Instructions to follow: If a line in the listing below includes the string "humidity", pull it out.

Records for this exercise:
#[tokio::test]
async fn geocode_failure_renders_in_results_panel() {
    let server = MockServer::start().await;
    Mock::given(method("GET"))
        .and(path("/api/autocomplete"))
        .respond_with(
            ResponseTemplate::new(200).set_body_json(serde_json::json!({"suggestions": []})),
        )
        .mount(&server)
        .await;
    Mock::given(method("GET"))
        .and(path("/api/geocode"))
        .respond_with(ResponseTemplate::new(404).set_body_json(serde_json::json!({
            "error": "No location matches that query"
        })))
        .mount(&server)
        .await;

    let mut widget = test_widget(&server);
    widget.handle_event(WidgetEvent::QueryChanged("nowhere at all".to_string()));
    widget.handle_event(WidgetEvent::QuerySubmitted);
    widget.run_until_idle().await;

    assert!(widget
        .panels()
        .conditions
        .contains("No location matches that query"));
    assert!(widget.panels().forecast.is_empty());
}

#[tokio::test]
async fn unit_toggle_refetches_at_current_coordinate() {
    let server = MockServer::start().await;
    Mock::given(method("GET"))
        .and(path("/api/autocomplete"))
        .respond_with(
            ResponseTemplate::new(200).set_body_json(serde_json::json!({"suggestions": []})),
        )
        .mount(&server)
        .await;
    Mock::given(method("GET"))
        .and(path("/api/geocode"))
        .respond_with(ResponseTemplate::new(200).set_body_json(serde_json::json!({
            "label": "paris", "lat": 48.8566, "lon": 2.3522
        })))
        .mount(&server)
        .await;
    Mock::given(method("GET"))
        .and(path("/api/weather"))
        .and(query_param("lat", "48.8566"))
        .and(query_param("unit", "fahrenheit"))
        .respond_with(ResponseTemplate::new(200).set_body_json(weather_body(71.3, "fahrenheit")))
        .expect(1)
        .mount(&server)
        .await;
    Mock::given(method("GET"))
        .and(path("/api/weather"))
        .and(query_param("lat", "48.8566"))
        .and(query_param("unit", "celsius"))
        .respond_with(ResponseTemplate::new(200).set_body_json(weather_body(21.8, "celsius")))
        .expect(1)
        .mount(&server)
        .await;

    let mut widget = test_widget(&server);
    widget.handle_event(WidgetEvent::QueryChanged("paris".to_string()));
    widget.handle_event(WidgetEvent::QuerySubmitted);
    widget.run_until_idle().await;
    assert!(widget.panels().conditions.contains("71°F"));

    widget.handle_event(WidgetEvent::UnitSelected(skycast_api::Unit::Celsius));
    widget.run_until_idle().await;

    assert!(widget.panels().conditions.contains("22°C"));
    assert!(widget
        .panels()
        .toggle
        .contains("class=\"unit-btn active\" data-unit=\"celsius\""));
    assert_eq!(
        widget.state().current,
        Some(Coordinate::new(48.8566, 2.3522))
    );
}

#[tokio::test]
async fn unit_toggle_without_location_only_restyles() {
    let server = MockServer::start().await;
    Mock::given(method("GET"))
        .and(path("/api/weather"))
        .respond_with(ResponseTemplate::new(200).set_body_json(weather_body(71.3, "fahrenheit")))
        .expect(0)
        .mount(&server)
        .await;

    let mut widget = test_widget(&server);
    widget.handle_event(WidgetEvent::UnitSelected(skycast_api::Unit::Celsius));
    widget.run_until_idle().await;

    assert!(widget
        .panels()
        .toggle
        .contains("class=\"unit-btn active\" data-unit=\"celsius\""));
    assert!(widget.panels().conditions.is_empty());
}
//! Event-driven weather lookup widget.
//!
//! The widget owns its state and a set of rendered panel regions.
//! Hosts feed it [`WidgetEvent`]s, await [`Widget::run_until_idle`],
//! and swap the panel markup into place. Debounced autocomplete,
//! geocoding, device location, weather rendering, and saved-request
//! CRUD all flow through one event loop; see [`controller`] for the
//! ordering rules.

pub mod controller;
mod debounce;
pub mod events;
pub mod format;
pub mod panels;
pub mod position;
pub mod state;
pub mod views;

pub use controller::{Widget, WidgetOptions};
pub use events::{EditForm, SaveForm, WidgetEvent};
pub use panels::Panels;
pub use position::{
    acquire, CachedSource, Position, PositionError, PositionPolicy, PositionSource,
    SystemPositionSource,
};
pub use state::WidgetState;
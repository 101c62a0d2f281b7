//! User-facing events the widget reacts to.

use skycast_api::Unit;

/// Everything the host can tell the widget.
#[derive(Debug, Clone, PartialEq)]
pub enum WidgetEvent {
    /// The widget finished mounting. Triggers the saved-request list
    /// fetch and a silent location attempt.
    Loaded,
    /// The search box content changed. Carries the full new text.
    QueryChanged(String),
    /// Enter was pressed in the search box.
    QuerySubmitted,
    /// A dropdown entry was activated, by index into the current list.
    SuggestionPicked(usize),
    /// One of the unit buttons was clicked.
    UnitSelected(Unit),
    /// The "use my location" control was clicked.
    LocateRequested,
    /// The save form was submitted.
    SaveSubmitted(SaveForm),
    /// The edit dialog was submitted for a saved request.
    EditSubmitted { id: i64, form: EditForm },
    /// A saved request's delete control was activated. `confirmed` is
    /// false when the host's confirmation prompt was declined.
    DeleteRequested { id: i64, confirmed: bool },
    /// A saved request's view control was activated.
    ViewRequested { id: i64 },
}

/// Contents of the save form. The unit is taken from widget state, not
/// the form.
#[derive(Debug, Clone, PartialEq, Default)]
pub struct SaveForm {
    /// Optional label; blank falls back to the current query.
    pub label: String,
    pub start_date: String,
    pub end_date: String,
}

/// Contents of the edit dialog, submitted as one unit so a record is
/// never half-updated.
#[derive(Debug, Clone, PartialEq)]
pub struct EditForm {
    pub start_date: String,
    pub end_date: String,
    pub unit: Unit,
}
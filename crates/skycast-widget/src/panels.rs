//! Rendered output regions.
//!
//! Each field holds the current markup for one region of the widget;
//! the host swaps a region's contents whenever the string changes.
//! Only the event loop writes here, always through the view renderers.

use skycast_api::{Coordinate, SavedRequest, Suggestion, Unit, WeatherReport};

use crate::views;
use crate::views::conditions::ConditionsVm;
use crate::views::forecast::ForecastRowVm;
use crate::views::{conditions, dropdown, forecast, saved, toggle};

#[derive(Debug, Clone, Default)]
pub struct Panels {
    /// Current-conditions card, also hosts loading and error states.
    pub conditions: String,
    /// Daily forecast strip.
    pub forecast: String,
    /// Autocomplete dropdown contents.
    pub dropdown: String,
    /// Whether the dropdown should be open.
    pub dropdown_visible: bool,
    /// Saved-request list.
    pub saved: String,
    /// Unit toggle buttons.
    pub toggle: String,
    /// One-line status under the forms.
    pub status: String,
}

impl Panels {
    pub(crate) fn show_results_loading(&mut self) {
        self.conditions = conditions::loading().into_string();
        self.forecast.clear();
    }

    pub(crate) fn show_results_error(&mut self, message: &str) {
        self.conditions = conditions::error(message).into_string();
        self.forecast.clear();
    }

    pub(crate) fn render_weather(&mut self, report: &WeatherReport, unit: Unit, at: Coordinate) {
        let vm = ConditionsVm::new(&report.current, unit, at);
        self.conditions = conditions::current(&vm).into_string();

        let rows: Vec<ForecastRowVm> = report
            .daily
            .iter()
            .map(|day| ForecastRowVm::new(day, unit))
            .collect();
        self.forecast = forecast::strip(&rows).into_string();
    }

    pub(crate) fn show_suggestions(&mut self, items: &[Suggestion]) {
        self.dropdown = dropdown::suggestions(items).into_string();
        self.dropdown_visible = true;
    }

    pub(crate) fn show_dropdown_notice(&mut self, message: &str) {
        self.dropdown = dropdown::notice(message).into_string();
        self.dropdown_visible = true;
    }

    pub(crate) fn hide_dropdown(&mut self) {
        self.dropdown.clear();
        self.dropdown_visible = false;
    }

    pub(crate) fn render_saved(&mut self, records: &[SavedRequest]) {
        self.saved = saved::saved_list(records).into_string();
    }

    pub(crate) fn render_toggle(&mut self, unit: Unit) {
        self.toggle = toggle::unit_toggle(unit).into_string();
    }

    pub(crate) fn show_status(&mut self, message: &str) {
        self.status = views::status_line(message).into_string();
    }

    pub(crate) fn clear_status(&mut self) {
        self.status.clear();
    }
}
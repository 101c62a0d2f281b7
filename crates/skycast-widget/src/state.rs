//! Widget state.
//!
//! All fields live in one struct committed to only by the event loop,
//! so every render reads a consistent snapshot.

use skycast_api::{Coordinate, SavedRequest, Suggestion, Unit};

/// Everything the widget remembers between events.
#[derive(Debug, Clone, Default)]
pub struct WidgetState {
    /// Active display unit, also sent with every weather request.
    pub unit: Unit,
    /// Raw search box contents, untrimmed.
    pub query: String,
    /// Coordinate of the currently shown weather, if any. Unit toggles
    /// re-fetch against this instead of re-geocoding.
    pub current: Option<Coordinate>,
    /// Last query an autocomplete request actually went out for.
    /// Debounce fires for an unchanged query are dropped against this.
    pub last_sent_query: Option<String>,
    /// Suggestions currently offered in the dropdown.
    pub suggestions: Vec<Suggestion>,
    /// Saved requests as last fetched from the backend.
    pub saved: Vec<SavedRequest>,
    /// Stamp for actions that target the results panel. A completion
    /// carrying an older stamp is discarded.
    pub results_generation: u64,
    /// Stamp for autocomplete runs, bumped on every edit and on
    /// selection so stale suggestion lists never reopen the dropdown.
    pub autocomplete_generation: u64,
}
//! Keystroke debouncing for autocomplete.
//!
//! Each schedule spawns a timer task racing a cancellation token
//! against a sleep. Both outcomes report back over the widget channel,
//! so the event loop's in-flight accounting stays exact either way.

use std::time::Duration;

use tokio::sync::mpsc::UnboundedSender;
use tokio_util::sync::CancellationToken;

use crate::controller::Msg;

#[derive(Default)]
pub(crate) struct Debouncer {
    pending: Option<CancellationToken>,
}

impl Debouncer {
    /// Cancel the pending timer, if any. The timer task still sends
    /// its cancellation notice.
    pub(crate) fn cancel(&mut self) {
        if let Some(token) = self.pending.take() {
            token.cancel();
        }
    }

    /// Replace any pending timer with a fresh one for `query`.
    pub(crate) fn schedule(
        &mut self,
        tx: UnboundedSender<Msg>,
        generation: u64,
        query: String,
        delay: Duration,
    ) {
        self.cancel();
        let token = CancellationToken::new();
        self.pending = Some(token.clone());
        tokio::spawn(async move {
            tokio::select! {
                _ = token.cancelled() => {
                    let _ = tx.send(Msg::DebounceCancelled);
                }
                _ = tokio::time::sleep(delay) => {
                    let _ = tx.send(Msg::DebounceFired { generation, query });
                }
            }
        });
    }
}
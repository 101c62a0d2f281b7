//! Current-conditions card.

use maud::{html, Markup};
use skycast_api::{Coordinate, CurrentWeather, Unit};

use crate::format;

/// Display-ready strings for the conditions card.
#[derive(Debug, Clone)]
pub struct ConditionsVm {
    pub place: String,
    pub icon: String,
    pub description: String,
    pub temperature: String,
    pub apparent: String,
    pub humidity: String,
    pub wind: String,
    pub precipitation: String,
    pub cloud_cover: String,
    pub pressure: String,
    pub observed: String,
}

impl ConditionsVm {
    pub fn new(current: &CurrentWeather, unit: Unit, coordinate: Coordinate) -> Self {
        let speed = format::fmt_speed(current.wind_speed, unit);
        let wind = match format::compass_point(current.wind_direction) {
            "" => speed,
            direction => format!("{speed} {direction}"),
        };
        Self {
            place: format::fmt_coordinate(coordinate),
            icon: current.icon.clone(),
            description: current.description.clone(),
            temperature: format::fmt_temperature(current.temperature, unit),
            apparent: format::fmt_temperature(current.apparent_temperature, unit),
            humidity: format::fmt_percent(current.humidity),
            wind,
            precipitation: format::fmt_precipitation(current.precipitation, unit),
            cloud_cover: format::fmt_percent(current.cloud_cover),
            pressure: format::fmt_pressure(current.pressure),
            observed: current
                .timestamp
                .as_deref()
                .map(format::fmt_timestamp)
                .unwrap_or_default(),
        }
    }
}

pub fn current(vm: &ConditionsVm) -> Markup {
    html! {
        div class="conditions" {
            div class="conditions-head" {
                i class=(vm.icon) aria-hidden="true" {}
                div {
                    p class="temperature" { (vm.temperature) }
                    p class="description" { (vm.description) }
                }
            }
            p class="place" { (vm.place) }
            @if !vm.observed.is_empty() {
                p class="observed" { "As of " (vm.observed) }
            }
            ul class="details" {
                li { "Feels like " (vm.apparent) }
                li { "Humidity " (vm.humidity) }
                li { "Wind " (vm.wind) }
                li { "Precipitation " (vm.precipitation) }
                li { "Cloud cover " (vm.cloud_cover) }
                li { "Pressure " (vm.pressure) }
            }
        }
    }
}

pub fn loading() -> Markup {
    html! {
        div class="conditions conditions-loading" {
            p { "Loading weather..." }
        }
    }
}

pub fn error(message: &str) -> Markup {
    html! {
        div class="conditions conditions-error" {
            p { (message) }
        }
    }
}
//! Date-range parsing and validation for saved requests.

use chrono::NaiveDate;

use crate::error::ValidationError;

/// A validated start/end pair; end is on or after start.
#[derive(Debug, Clone, Copy, PartialEq, Eq)]
pub struct DateRange {
    pub start: NaiveDate,
    pub end: NaiveDate,
}

impl DateRange {
    /// Parse two ISO dates and enforce ordering.
    pub fn parse(start: &str, end: &str) -> Result<Self, ValidationError> {
        let start = start.trim();
        let end = end.trim();
        if start.is_empty() || end.is_empty() {
            return Err(ValidationError::MissingDates);
        }

        let start = parse_iso_date(start)?;
        let end = parse_iso_date(end)?;
        if end < start {
            return Err(ValidationError::EndBeforeStart);
        }

        Ok(Self { start, end })
    }
}

/// Parse a `YYYY-MM-DD` date string.
pub fn parse_iso_date(s: &str) -> Result<NaiveDate, ValidationError> {
    NaiveDate::parse_from_str(s, "%Y-%m-%d").map_err(|_| ValidationError::BadDate(s.to_string()))
}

Response to the task:
    pub humidity: String,
            humidity: format::fmt_percent(current.humidity),
                li { "Humidity " (vm.humidity) }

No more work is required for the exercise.